GROUP BY

Learning Focus

Use this lesson to understand GROUP BY with practical syntax and examples.

Concept Overview

GROUP BY transforms detail rows into summary rows by grouping records that share the same key(s), then applying aggregate functions (like COUNT, SUM, AVG, MIN, MAX) to each group.

Why is it important?

Reporting: metrics per region, per customer, per product
Analytics: cohort summaries, conversion rates, revenue by segment
Data quality: detect duplicates and outliers by grouping
Performance: correct grouping reduces data movement and lets the database aggregate efficiently

Where does it fit?

GROUP BY sits between row-level filtering (WHERE) and group-level filtering (HAVING).
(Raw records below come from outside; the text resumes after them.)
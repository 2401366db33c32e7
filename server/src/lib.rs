#![forbid(unsafe_code)]

mod error;

pub use error::ServerError;

use std::net::SocketAddr;

use node::{Node, Role};
use socket2::{Domain, Socket, Type};
use tokio::net::tcp::{OwnedReadHalf, OwnedWriteHalf};
use tokio::net::TcpListener;
use tokio::task::JoinSet;

/// Shared login secrets handed to every accepted connection.
#[derive(Clone)]
pub struct Credentials {
    pub hmac_key: Vec<u8>,
    pub challenge_key: Vec<u8>,
}

/// Binds a listener and runs one task per accepted connection, tracking
/// the set of in-flight connection tasks so they can all be waited on (or
/// implicitly cancelled by dropping the `Acceptor`).
///
/// Mirrors the reference implementation's bind-with-`SO_REUSEADDR` and
/// per-connection-task shape, modernized from a hand-polled connection
/// stream to a `tokio::task::JoinSet`.
pub struct Acceptor {
    listener: TcpListener,
    credentials: Credentials,
    tasks: JoinSet<()>,
}

impl Acceptor {
    pub async fn bind(addr: SocketAddr, credentials: Credentials) -> Result<Self, ServerError> {
        let domain = if addr.is_ipv6() {
            Domain::IPV6
        } else {
            Domain::IPV4
        };
        let socket = Socket::new(domain, Type::STREAM, None)
            .map_err(|e| ServerError::Bind(addr.to_string(), e))?;
        socket
            .set_reuse_address(true)
            .map_err(|e| ServerError::Bind(addr.to_string(), e))?;
        socket
            .bind(&addr.into())
            .map_err(|e| ServerError::Bind(addr.to_string(), e))?;
        socket
            .listen(128)
            .map_err(|e| ServerError::Bind(addr.to_string(), e))?;
        socket
            .set_nonblocking(true)
            .map_err(|e| ServerError::Bind(addr.to_string(), e))?;

        let listener = TcpListener::from_std(socket.into())
            .map_err(|e| ServerError::Bind(addr.to_string(), e))?;

        Ok(Acceptor {
            listener,
            credentials,
            tasks: JoinSet::new(),
        })
    }

    pub fn local_addr(&self) -> std::io::Result<SocketAddr> {
        self.listener.local_addr()
    }

    /// Accepts connections until an I/O error occurs, spawning a fresh
    /// responder `Node` task for each. Does not return on a clean
    /// shutdown request; callers that want graceful cancellation should
    /// race this future against their own cancellation signal and then
    /// drop the `Acceptor`, which aborts every outstanding task.
    pub async fn run(&mut self) -> std::io::Error {
        loop {
            let (stream, peer) = match self.listener.accept().await {
                Ok(pair) => pair,
                Err(e) => return e,
            };
            tracing::debug!(%peer, "accepted connection");

            let credentials = self.credentials.clone();
            self.tasks.spawn(async move {
                let (read_half, write_half): (OwnedReadHalf, OwnedWriteHalf) = stream.into_split();
                let mut node = Node::new(
                    read_half,
                    write_half,
                    Role::Responder {
                        hmac_key: credentials.hmac_key,
                        challenge_key: credentials.challenge_key,
                    },
                );
                node.run().await;
                tracing::debug!(node = node.id(), "connection closed");
            });

            // Reap finished tasks without blocking the accept loop.
            while self.tasks.try_join_next().is_some() {}
        }
    }

    /// Number of connection tasks currently tracked (finished tasks are
    /// reaped lazily on the next `run` iteration or on `shutdown`).
    pub fn live_connections(&self) -> usize {
        self.tasks.len()
    }

    /// Aborts every outstanding connection task.
    pub fn shutdown(&mut self) {
        self.tasks.abort_all();
    }
}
It is the core technique for aggregation and is commonly combined with joins, conditional aggregates (FILTER), and ordering.

Syntax & Rules

Core Syntax

SELECT group_key_1, group_key_2, ...,
       aggregate_fn(expr) AS metric
FROM table_name
WHERE row_filters
GROUP BY group_key_1, group_key_2, ...
ORDER BY metric DESC;

Available Options / Parameters

Clause/Feature	What it does	PostgreSQL notes
`WHERE`	filters rows before grouping	reduces work and changes results
`GROUP BY`	defines grouping keys	every non-aggregated selected column must be grouped
`HAVING`	filters groups after aggregation	use for aggregate predicates
`FILTER (WHERE ...)`	conditional aggregate	PostgreSQL feature: `SUM(x) FILTER (WHERE cond)`
`ORDER BY`	sorts final groups	use `NULLS LAST` when aggregates can be NULL

Key Rules and Considerations

Every selected column must either be an aggregate (SUM(amount)) or appear in GROUP BY.
Use WHERE to remove rows you do not want to include in the aggregates.
Use HAVING for conditions on aggregated values.
Conditional aggregates are usually cleaner with FILTER than with CASE expressions.

Step-by-Step Examples

Example 1: Basic Grouping (Beginner)

CREATE TABLE orders (
  order_id    bigint GENERATED ALWAYS AS IDENTITY PRIMARY KEY,
  customer_id bigint NOT NULL,
  region      text NOT NULL,
  status      text NOT NULL,
  amount      numeric(12,2) NOT NULL CHECK (amount >= 0),
  created_at  date NOT NULL
);

INSERT INTO orders (customer_id, region, status, amount, created_at) VALUES
  (10, 'US',   'paid',    25.00, '2026-01-01'),
  (10, 'US',   'paid',    10.00, '2026-01-02'),
  (11, 'EU',   'paid',    50.00, '2026-01-03'),
  (12, 'EU',   'failed',  20.00, '2026-01-03'),
  (13, 'APAC', 'paid',    40.00, '2026-01-04'),
  (13, 'APAC', 'pending', 15.00, '2026-01-05');

SELECT region, COUNT(*) AS order_count
FROM orders
GROUP BY region
ORDER BY region;

Expected output:

 region | order_count
--------+------------
 APAC   | 2
 EU     | 2
 US     | 2
(3 rows)

Explanation:

GROUP BY region produces one output row per region.
COUNT(*) counts all rows in each region.

Example 2: Multiple Aggregates per Group (Intermediate)

SELECT
  region,
  COUNT(*) AS orders_total,
  SUM(amount) AS amount_total,
  AVG(amount) AS avg_amount
FROM orders
WHERE created_at >= '2026-01-01'
GROUP BY region
ORDER BY amount_total DESC;

Expected output:

 region | orders_total | amount_total | avg_amount
--------+-------------+--------------+--------------------
 APAC   | 2           | 55.00        | 27.5000000000000000
 EU     | 2           | 70.00        | 35.0000000000000000
 US     | 2           | 35.00        | 17.5000000000000000
(3 rows)

Explanation:

WHERE filters rows before aggregation.
SUM and AVG ignore NULLs, but amount is NOT NULL here.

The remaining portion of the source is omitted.